It’s an uncomfortable truth, but the Olympic Games in their modern form were pretty much invented by the Nazis. They came up with the idea of the torch relay, for example, the one that begins in Olympia and ends with the lighting of the cauldron at the opening ceremony. But it wasn’t the events at the 1936 Olympics that were new, so much as the way they were presented and filmed.
Even today, the style of coverage owes much to Leni Riefenstahl, Hitler’s favourite filmmaker and arguably the most gifted and influential female director of the 20th century. Her ground-breaking techniques, as seen in her cinematic masterpiece Olympia, included low camera angles, smash cuts, extreme close-ups and tracking shots in a trench she had arranged to be dug alongside the long-jump pit. She also attached automatic cameras to balloons to get aerial shots for the first time.
Her greatest innovation was the use of waterproof cameras that worked in the swimming pool. They followed divers through the air and, as soon as they hit the water, the cameraman dived down with them, all the while changing aperture and focus. Riefenstahl, who had been a film star before turning to directing, was more interested in artistic expression than sporting competition and this culminated in her hypnotic high-diving montage. So subtle and abstract was Olympia in this section that cinema audiences didn’t realise they were at one point watching a diver emerging from the water, flying backwards through the air and returning to the board.
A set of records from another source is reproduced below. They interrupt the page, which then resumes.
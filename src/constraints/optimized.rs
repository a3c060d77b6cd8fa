//! Batch bound calculation for per-frame drag updates
//!
//! Reads the snapshot once into a slot-indexed table, then computes every
//! slot from that table. Produces the same numbers as `ConstraintCalculator`.

use super::calculator::{bounds_from_entries, BoundsTable, SlotEntry};
use crate::core::config::EngineConfig;
use crate::core::types::{PlayerState, RotationSlot};
use crate::rotation::Lineup;
use crate::spatial::coordinates::{CoordinateBounds, COURT_BOUNDS};
use crate::spatial::tolerance::Tolerance;

/// Snapshot positions keyed by slot; the first player claiming a slot wins
#[derive(Debug, Clone, Copy, Default)]
struct SlotTable([Option<SlotEntry>; 6]);

impl SlotTable {
    fn from_players(players: &[PlayerState]) -> Self {
        let mut table = [None; 6];
        for player in players {
            if let Some(slot) = player.rotation_slot() {
                table[slot.index()].get_or_insert_with(|| SlotEntry::from_player(player));
            }
        }
        SlotTable(table)
    }

    #[inline]
    fn get(&self, slot: RotationSlot) -> Option<SlotEntry> {
        self.0[slot.index()]
    }
}

#[derive(Debug, Clone, Copy, Default)]
pub struct OptimizedConstraintCalculator {
    tolerance: Tolerance,
}

impl OptimizedConstraintCalculator {
    pub fn new(tolerance: Tolerance) -> Self {
        Self { tolerance }
    }

    pub fn from_config(config: &EngineConfig) -> Self {
        Self::new(Tolerance::new(config.tolerance))
    }

    pub fn tolerance(&self) -> Tolerance {
        self.tolerance
    }

    fn bounds_in(&self, table: &SlotTable, slot: RotationSlot) -> CoordinateBounds {
        match table.get(slot) {
            Some(target) => bounds_from_entries(
                slot,
                target,
                slot.adjacent_left().and_then(|s| table.get(s)),
                slot.adjacent_right().and_then(|s| table.get(s)),
                table.get(slot.row_counterpart()),
                self.tolerance,
            ),
            None => COURT_BOUNDS,
        }
    }

    pub fn bounds_for(&self, players: &[PlayerState], slot: RotationSlot) -> CoordinateBounds {
        self.bounds_in(&SlotTable::from_players(players), slot)
    }

    /// Bounds for every slot, all relative to the same pre-drag snapshot
    pub fn bounds_for_all(&self, players: &[PlayerState]) -> BoundsTable {
        let table = SlotTable::from_players(players);
        let missing = table.0.iter().filter(|e| e.is_none()).count();
        if missing > 0 {
            tracing::warn!(missing, "snapshot incomplete, missing slots use court bounds");
        }
        BoundsTable(RotationSlot::ALL.map(|slot| self.bounds_in(&table, slot)))
    }

    pub fn bounds_for_lineup(&self, lineup: &Lineup) -> BoundsTable {
        self.bounds_for_all(lineup.players())
    }
}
To say that Riefenstahl was a controversial figure is to understate. By the time she was commissioned to make her film about the Berlin Olympics, she had already made her name as the director of Triumph of the Will, the award-winning film of the 1934 Nuremberg rally. Although she was never a member of the Nazi party — an investigation by the Allies at the end of the war concluded that she was a ‘fellow traveller’ only — her earlier film had nevertheless proved a powerful propaganda tool for Hitler.